All Topics / Help Needed! / what would u do with 300,000 cash
Hi All, a while since i’ve been around – been finishing the last reno. Anyway – I have a bit of a nice problem. I may be about to some into some money – more than I had ever anticipated from my Dear old Dad. I have 5 properties (1 ppor)- all neutrally or negatively geared but in great areas that I want to hold on to. What would you be doing with this windfall – lowering debt, buying more positively geared properties, sitting on the sideline and watching the market or going to shares (eek) or something else. My goal (like everyone’s I guess) is to give up work and let my investments fund my lifestyle. What would you do in this current climate? HG
HG,
First of all it sounds like you’re in great shape already so well done! As to your little windfall, well that’s a nice little dilemma to be in. I guess the trick to your question lies in the “current climate” caveat at the end, and that becomes a little bit of a crystal ball question.

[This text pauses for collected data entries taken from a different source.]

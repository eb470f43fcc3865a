//! HTTP route handlers.
//!
//! Two route groups: the clock endpoint at `/` and the liveness endpoint at
//! `/healthz`. Both serve a fresh JSON body per request and carry a
//! `Cache-Control: no-store` header so neither is ever answered from an
//! intermediary cache. Unknown paths fall through to axum's default 404.
//!
//! Request tracing is enabled via middleware that generates a unique request
//! ID for each incoming request, allowing correlation of all logs within a
//! request.

pub mod health;
pub mod time;

use axum::{middleware, routing::get, Router};
use http::header::{HeaderValue, CACHE_CONTROL};
use tower_http::set_header::SetResponseHeaderLayer;

use crate::config::CACHE_CONTROL_DYNAMIC;
use crate::middleware::request_id_layer;

/// Creates the Axum router with both endpoints and cache headers.
pub fn create_router() -> Router {
    // Clock and liveness - always fresh, never cached
    let dynamic_routes = Router::new()
        .route("/", get(time::now))
        .route("/healthz", get(health::healthz))
        .layer(SetResponseHeaderLayer::if_not_present(
            CACHE_CONTROL,
            HeaderValue::from_static(CACHE_CONTROL_DYNAMIC),
        ));

    Router::new()
        .merge(dynamic_routes)
        // Request ID middleware - creates root span with request_id for correlation
        .layer(middleware::from_fn(request_id_layer))
}
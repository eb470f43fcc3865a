//! HTTP server startup logic.
//!
//! Binds the listener immediately with no pre-flight checks. A bind failure
//! (port already in use, bad address) surfaces as a `ServerError` that
//! terminates the process with a diagnostic and non-zero exit status.

use axum::Router;

use crate::config::{ConfigError, ServerConfig};

use super::shutdown;

/// Server startup error
#[derive(Debug, thiserror::Error)]
pub enum ServerError {
    #[error("Invalid listen address: {0}")]
    Addr(#[from] ConfigError),

    #[error("Failed to bind server: {0}")]
    Bind(#[source] std::io::Error),

    #[error("Server error: {0}")]
    Serve(#[source] std::io::Error),
}

/// Start the HTTP server.
///
/// This function blocks until the server shuts down.
pub async fn start_server(app: Router, config: &ServerConfig) -> Result<(), ServerError> {
    let addr = config.bind_addr()?;

    tracing::info!(%addr, "Starting HTTP server");

    let listener = tokio::net::TcpListener::bind(addr)
        .await
        .map_err(ServerError::Bind)?;

    axum::serve(listener, app)
        .with_graceful_shutdown(shutdown::shutdown_signal())
        .await
        .map_err(ServerError::Serve)
}
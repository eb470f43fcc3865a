//! Request ID middleware for correlating logs with requests.
//!
//! Generates a UUID v4 for each incoming request and creates a tracing span
//! that wraps the entire request lifecycle, so every log line emitted while
//! handling the request carries the request_id field.

use std::time::Instant;

use axum::{extract::Request, middleware::Next, response::Response};
use tracing::Instrument;
use uuid::Uuid;

/// Extension type for accessing the request ID in handlers if needed.
#[derive(Clone, Debug)]
pub struct RequestId(pub Uuid);

/// Middleware that generates a request ID and creates a request span.
///
/// This should be the outermost middleware layer so the span wraps
/// all request processing, including other middleware and handlers.
pub async fn request_id_layer(mut request: Request, next: Next) -> Response {
    let request_id = Uuid::new_v4();
    let method = request.method().clone();
    let path = request.uri().path().to_owned();

    // Create the request span with key fields for correlation
    let span = tracing::info_span!(
        "request",
        request_id = %request_id,
        method = %method,
        path = %path,
        duration_ms = tracing::field::Empty,
    );

    let start = Instant::now();

    // Expose the request ID to handlers via extensions
    request.extensions_mut().insert(RequestId(request_id));

    async move {
        let response = next.run(request).await;
        let duration_ms = start.elapsed().as_millis() as u64;

        // Record duration and log completion with status code
        tracing::Span::current().record("duration_ms", duration_ms);
        tracing::info!(
            status = response.status().as_u16(),
            duration_ms,
            "Request completed"
        );

        response
    }
    .instrument(span)
    .await
}
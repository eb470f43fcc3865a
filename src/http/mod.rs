//! HTTP server startup and shutdown handling.

pub mod server;
pub mod shutdown;
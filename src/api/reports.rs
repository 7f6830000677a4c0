//! PDF report endpoints

use axum::{
    extract::State,
    http::header,
    response::{IntoResponse, Response},
};
use chrono::Utc;

use crate::error::AppResult;

use super::AdminUser;

fn pdf_attachment(filename: &str, bytes: Vec<u8>) -> Response {
    (
        [
            (header::CONTENT_TYPE, "application/pdf".to_string()),
            (
                header::CONTENT_DISPOSITION,
                format!("attachment; filename=\"{}\"", filename),
            ),
        ],
        bytes,
    )
        .into_response()
}

/// Report of every issue record
#[utoipa::path(
    get,
    path = "/reports/issuance",
    tag = "reports",
    security(("bearer_auth" = [])),
    responses(
        (status = 200, description = "PDF report", content_type = "application/pdf"),
        (status = 403, description = "Admin privileges required")
    )
)]
pub async fn issuance_report(
    State(state): State<crate::AppState>,
    AdminUser(_admin): AdminUser,
) -> AppResult<Response> {
    let pdf = state.services.reports.generate_issuance_report().await?;
    Ok(pdf_attachment("issuance-report.pdf", pdf))
}

/// Report of books still out past their due date
#[utoipa::path(
    get,
    path = "/reports/overdue",
    tag = "reports",
    security(("bearer_auth" = [])),
    responses(
        (status = 200, description = "PDF report", content_type = "application/pdf"),
        (status = 403, description = "Admin privileges required")
    )
)]
pub async fn overdue_report(
    State(state): State<crate::AppState>,
    AdminUser(_admin): AdminUser,
) -> AppResult<Response> {
    let pdf = state.services.reports.generate_overdue_report(Utc::now()).await?;
    Ok(pdf_attachment("overdue-report.pdf", pdf))
}
//! Admin user management endpoints

use axum::{
    extract::{Path, State},
    http::StatusCode,
    Json,
};

use crate::{
    error::AppResult,
    models::user::{UpdateRole, User},
};

use super::AdminUser;

/// List all users
#[utoipa::path(
    get,
    path = "/admin/users",
    tag = "admin",
    security(("bearer_auth" = [])),
    responses(
        (status = 200, description = "All users", body = Vec<User>),
        (status = 403, description = "Admin privileges required")
    )
)]
pub async fn list_users(
    State(state): State<crate::AppState>,
    AdminUser(_admin): AdminUser,
) -> AppResult<Json<Vec<User>>> {
    let users = state.services.users.list_users().await?;
    Ok(Json(users))
}

/// Get user by ID
#[utoipa::path(
    get,
    path = "/admin/users/{id}",
    tag = "admin",
    security(("bearer_auth" = [])),
    params(
        ("id" = i64, Path, description = "User ID")
    ),
    responses(
        (status = 200, description = "User details", body = User),
        (status = 404, description = "User not found")
    )
)]
pub async fn get_user(
    State(state): State<crate::AppState>,
    AdminUser(_admin): AdminUser,
    Path(id): Path<i64>,
) -> AppResult<Json<User>> {
    let user = state.services.users.get_by_id(id).await?;
    Ok(Json(user))
}

/// Change a user's role
#[utoipa::path(
    put,
    path = "/admin/users/{id}/role",
    tag = "admin",
    security(("bearer_auth" = [])),
    params(
        ("id" = i64, Path, description = "User ID")
    ),
    request_body = UpdateRole,
    responses(
        (status = 200, description = "Role updated", body = User),
        (status = 403, description = "Admin privileges required"),
        (status = 404, description = "User not found")
    )
)]
pub async fn update_user_role(
    State(state): State<crate::AppState>,
    AdminUser(_admin): AdminUser,
    Path(id): Path<i64>,
    Json(request): Json<UpdateRole>,
) -> AppResult<Json<User>> {
    let updated = state.services.users.update_role(id, request.role).await?;
    Ok(Json(updated))
}

/// Delete a user with their issue records and fines
#[utoipa::path(
    delete,
    path = "/admin/users/{id}",
    tag = "admin",
    security(("bearer_auth" = [])),
    params(
        ("id" = i64, Path, description = "User ID")
    ),
    responses(
        (status = 204, description = "User deleted"),
        (status = 403, description = "Admin privileges required"),
        (status = 404, description = "User not found")
    )
)]
pub async fn delete_user(
    State(state): State<crate::AppState>,
    AdminUser(_admin): AdminUser,
    Path(id): Path<i64>,
) -> AppResult<StatusCode> {
    state.services.users.delete_user(id).await?;
    Ok(StatusCode::NO_CONTENT)
}
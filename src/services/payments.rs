//! Fine payment service

use chrono::Utc;

use crate::{
    error::{AppError, AppResult},
    models::{
        fine::{Fine, FineStatus, PaymentRequest},
        user::User,
    },
    repository::Repository,
    services::email::EmailService,
};

#[derive(Clone)]
pub struct PaymentsService {
    repository: Repository,
    email: EmailService,
}

impl PaymentsService {
    pub fn new(repository: Repository, email: EmailService) -> Self {
        Self { repository, email }
    }

    /// Pending fines of the caller
    pub async fn get_user_fines(&self, caller: &User) -> AppResult<Vec<Fine>> {
        self.repository
            .fines
            .list_by_user_and_status(caller.id, FineStatus::Pending)
            .await
    }

    /// Pay one of the caller's fines in full.
    ///
    /// The confirmation email is sent after the payment is stored and its
    /// outcome never affects the response.
    pub async fn process_payment(&self, caller: &User, payment: PaymentRequest) -> AppResult<Fine> {
        let fine = self.repository.fines.get_by_id(payment.fine_id).await?;

        if fine.user_id != caller.id {
            return Err(AppError::NotFound(format!("Fine with id {} not found", payment.fine_id)));
        }

        fine.ensure_payable(payment.amount)?;

        let paid = self
            .repository
            .fines
            .mark_paid(fine.id, &payment.payment_method, Utc::now())
            .await?;

        tracing::info!(
            "Fine id={} of {} paid by user id={} via {}",
            paid.id,
            paid.amount,
            caller.id,
            payment.payment_method
        );

        let email = self.email.clone();
        let to = caller.email.clone();
        let name = caller.name.clone();
        let receipt = paid.clone();
        tokio::spawn(async move {
            if let Err(e) = email.send_payment_confirmation(&to, &name, &receipt).await {
                tracing::warn!("Payment confirmation for fine id={} not sent: {}", receipt.id, e);
            }
        });

        Ok(paid)
    }
}
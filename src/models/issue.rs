//! Issue record (loan) model and related types

use chrono::{DateTime, Duration, Utc};
use serde::{Deserialize, Serialize};
use sqlx::FromRow;
use utoipa::ToSchema;

/// Number of days a book may be kept
pub const LOAN_PERIOD_DAYS: i64 = 14;

/// Due date for a book issued at `issue_date`
pub fn due_date_for(issue_date: DateTime<Utc>) -> DateTime<Utc> {
    issue_date + Duration::days(LOAN_PERIOD_DAYS)
}

/// Issue record from database
#[derive(Debug, Clone, Serialize, Deserialize, FromRow, ToSchema)]
#[serde(rename_all = "camelCase")]
pub struct IssueRecord {
    pub id: i64,
    pub user_id: i64,
    pub book_id: i64,
    pub issue_date: DateTime<Utc>,
    pub due_date: DateTime<Utc>,
    pub return_date: Option<DateTime<Utc>>,
}

/// Issue record joined with book title and borrower name
#[derive(Debug, Clone, Serialize, Deserialize, FromRow, ToSchema)]
#[serde(rename_all = "camelCase")]
pub struct IssueRecordDetails {
    pub id: i64,
    pub user_id: i64,
    pub book_id: i64,
    pub book_title: String,
    pub user_name: String,
    pub issue_date: DateTime<Utc>,
    pub due_date: DateTime<Utc>,
    pub return_date: Option<DateTime<Utc>>,
}

impl IssueRecordDetails {
    /// An open record whose due date has passed
    pub fn is_overdue(&self, now: DateTime<Utc>) -> bool {
        self.return_date.is_none() && self.due_date < now
    }
}

/// Keep only records that are still out and past due
pub fn overdue_only(records: Vec<IssueRecordDetails>, now: DateTime<Utc>) -> Vec<IssueRecordDetails> {
    records.into_iter().filter(|r| r.is_overdue(now)).collect()
}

FWIW, I would recommend you keep doing what you’ve done in the past. Use the $300K as deposits on more properties. If you can keep them neutral or better, then cash flow won’t be an issue and you’ll be leveraged to the tune of a few solid million in good property. There’s the trick though, make sure you buy quality at below value! So, its not juse a case of splurging it on the first few properties that cross your path, but of a lot of diligent research and steady buying. You’ve got a great opportunity now to really increase the size of your portfolio.
I’d suggest using strict criteria like Steve Navra’s rental reality to determine purchase prices. In the current overblown market its far too easy to buy above value.

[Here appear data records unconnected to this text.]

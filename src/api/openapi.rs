//! OpenAPI documentation

use axum::Router;
use utoipa::{
    openapi::security::{HttpAuthScheme, HttpBuilder, SecurityScheme},
    Modify, OpenApi,
};
use utoipa_swagger_ui::SwaggerUi;

use crate::api::{admin, auth, books, health, payments, reports, users};

#[derive(OpenApi)]
#[openapi(
    info(
        title = "Library API",
        version = "1.0.0",
        description = "Library management REST API: catalog, circulation, fines and reports"
    ),
    servers(
        (url = "/api", description = "Library API")
    ),
    paths(
        // Health
        health::health_check,
        health::readiness_check,
        // Auth
        auth::register,
        auth::login,
        // Books
        books::list_books,
        books::get_book,
        books::create_book,
        books::update_book,
        books::delete_book,
        books::issue_book,
        books::return_book,
        // Users
        users::get_profile,
        users::update_profile,
        users::change_password,
        users::get_my_issues,
        // Admin
        admin::list_users,
        admin::get_user,
        admin::update_user_role,
        admin::delete_user,
        // Payments
        payments::get_fines,
        payments::pay_fine,
        // Reports
        reports::issuance_report,
        reports::overdue_report,
    ),
    components(
        schemas(
            // Auth
            auth::MessageResponse,
            auth::LoginResponse,
            crate::models::user::RegisterRequest,
            crate::models::user::LoginRequest,
            crate::models::user::UserInfo,
            // Users
            crate::models::user::Role,
            crate::models::user::User,
            crate::models::user::UpdateProfile,
            crate::models::user::ChangePassword,
            crate::models::user::UpdateRole,
            // Books
            crate::models::book::Book,
            crate::models::book::BookRequest,
            crate::models::issue::IssueRecord,
            crate::models::issue::IssueRecordDetails,
            // Payments
            crate::models::fine::Fine,
            crate::models::fine::FineStatus,
            crate::models::fine::PaymentRequest,
            // Health
            health::HealthResponse,
            // Errors
            crate::error::ErrorResponse,
        )
    ),
    modifiers(&SecurityAddon),
    tags(
        (name = "health", description = "Health check endpoints"),
        (name = "auth", description = "Registration and login"),
        (name = "books", description = "Catalog and circulation"),
        (name = "users", description = "Own profile and issue history"),
        (name = "admin", description = "User administration"),
        (name = "payments", description = "Fines and payments"),
        (name = "reports", description = "PDF reports")
    )
)]
pub struct ApiDoc;

struct SecurityAddon;

impl Modify for SecurityAddon {
    fn modify(&self, openapi: &mut utoipa::openapi::OpenApi) {
        if let Some(components) = openapi.components.as_mut() {
            components.add_security_scheme(
                "bearer_auth",
                SecurityScheme::Http(
                    HttpBuilder::new()
                        .scheme(HttpAuthScheme::Bearer)
                        .bearer_format("JWT")
                        .build(),
                ),
            );
        }
    }
}

/// Create the OpenAPI documentation router
pub fn create_openapi_router() -> Router {
    Router::new()
        .merge(SwaggerUi::new("/swagger-ui").url("/api-docs/openapi.json", ApiDoc::openapi()))
}
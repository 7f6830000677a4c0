//! Error types for the library server

use axum::{
    http::StatusCode,
    response::{IntoResponse, Response},
    Json,
};
use serde::Serialize;
use thiserror::Error;

/// Stable error codes carried in every error body
#[derive(Debug, Clone, Copy, PartialEq, Eq)]
#[repr(u32)]
pub enum ErrorCode {
    InternalFailure = 1,
    Unauthorized = 2,
    DatabaseFailure = 3,
    NotFound = 4,
    Forbidden = 5,
    Conflict = 6,
    ValidationFailed = 7,
}

/// Main application error type
#[derive(Error, Debug)]
pub enum AppError {
    #[error("Authentication failed: {0}")]
    Authentication(String),

    #[error("Authorization failed: {0}")]
    Authorization(String),

    #[error("Not found: {0}")]
    NotFound(String),

    #[error("Validation error: {0}")]
    Validation(String),

    #[error("Conflict: {0}")]
    Conflict(String),

    #[error("Database error: {0}")]
    Database(#[from] sqlx::Error),

    #[error("Internal server error: {0}")]
    Internal(String),
}

impl AppError {
    /// HTTP status and error code for this error
    pub fn status_and_code(&self) -> (StatusCode, ErrorCode) {
        match self {
            AppError::Authentication(_) => (StatusCode::UNAUTHORIZED, ErrorCode::Unauthorized),
            AppError::Authorization(_) => (StatusCode::FORBIDDEN, ErrorCode::Forbidden),
            AppError::NotFound(_) => (StatusCode::NOT_FOUND, ErrorCode::NotFound),
            AppError::Validation(_) => (StatusCode::BAD_REQUEST, ErrorCode::ValidationFailed),
            AppError::Conflict(_) => (StatusCode::CONFLICT, ErrorCode::Conflict),
            AppError::Database(_) => (StatusCode::INTERNAL_SERVER_ERROR, ErrorCode::DatabaseFailure),
            AppError::Internal(_) => (StatusCode::INTERNAL_SERVER_ERROR, ErrorCode::InternalFailure),
        }
    }
}

impl From<validator::ValidationErrors> for AppError {
    fn from(errors: validator::ValidationErrors) -> Self {
        let messages: Vec<String> = errors
            .field_errors()
            .iter()
            .flat_map(|(field, errs)| {
                errs.iter().map(move |e| match &e.message {
                    Some(msg) => msg.to_string(),
                    None => format!("Invalid value for {}", field),
                })
            })
            .collect();
        AppError::Validation(messages.join("; "))
    }
}

/// Returns true when the database rejected a write because of a unique index
pub fn is_unique_violation(err: &sqlx::Error) -> bool {
    match err {
        sqlx::Error::Database(db_err) => db_err.code().as_deref() == Some("23505"),
        _ => false,
    }
}

/// Error response body
#[derive(Serialize, utoipa::ToSchema)]
pub struct ErrorResponse {
    pub code: u32,
    pub error: String,
    pub message: String,
}

impl IntoResponse for AppError {
    fn into_response(self) -> Response {
        let (status, code) = self.status_and_code();

        let message = match self {
            AppError::Authentication(msg)
            | AppError::Authorization(msg)
            | AppError::NotFound(msg)
            | AppError::Validation(msg)
            | AppError::Conflict(msg) => msg,
            AppError::Database(e) => {
                tracing::error!("Database error: {:?}", e);
                "Database error".to_string()
            }
            AppError::Internal(msg) => {
                tracing::error!("Internal error: {}", msg);
                "Internal server error".to_string()
            }
        };

        let body = Json(ErrorResponse {
            code: code as u32,
            error: format!("{:?}", code),
            message,
        });

        (status, body).into_response()
    }
}

/// Result type alias for application operations
pub type AppResult<T> = Result<T, AppError>;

If you’re scared you can always park it in some 5%-ish cash type investment for a while. But I think quality neutral geared will get you a lot more than a 5% leveraged return on your capital down.
Cheers,
Michael.I wish I had a problem liken that. My personal preference would be conservative. I would pay off the loan on the PPOR, if you still have one. I would then park the rest in one or more of the other loans and redraw as other opportunities arise.
Initially, I would consider at least, setting up a LOC against your PPOR with an offset account and park at least initially, the money in the account, which effectively reduces your non-deductible payments to zero.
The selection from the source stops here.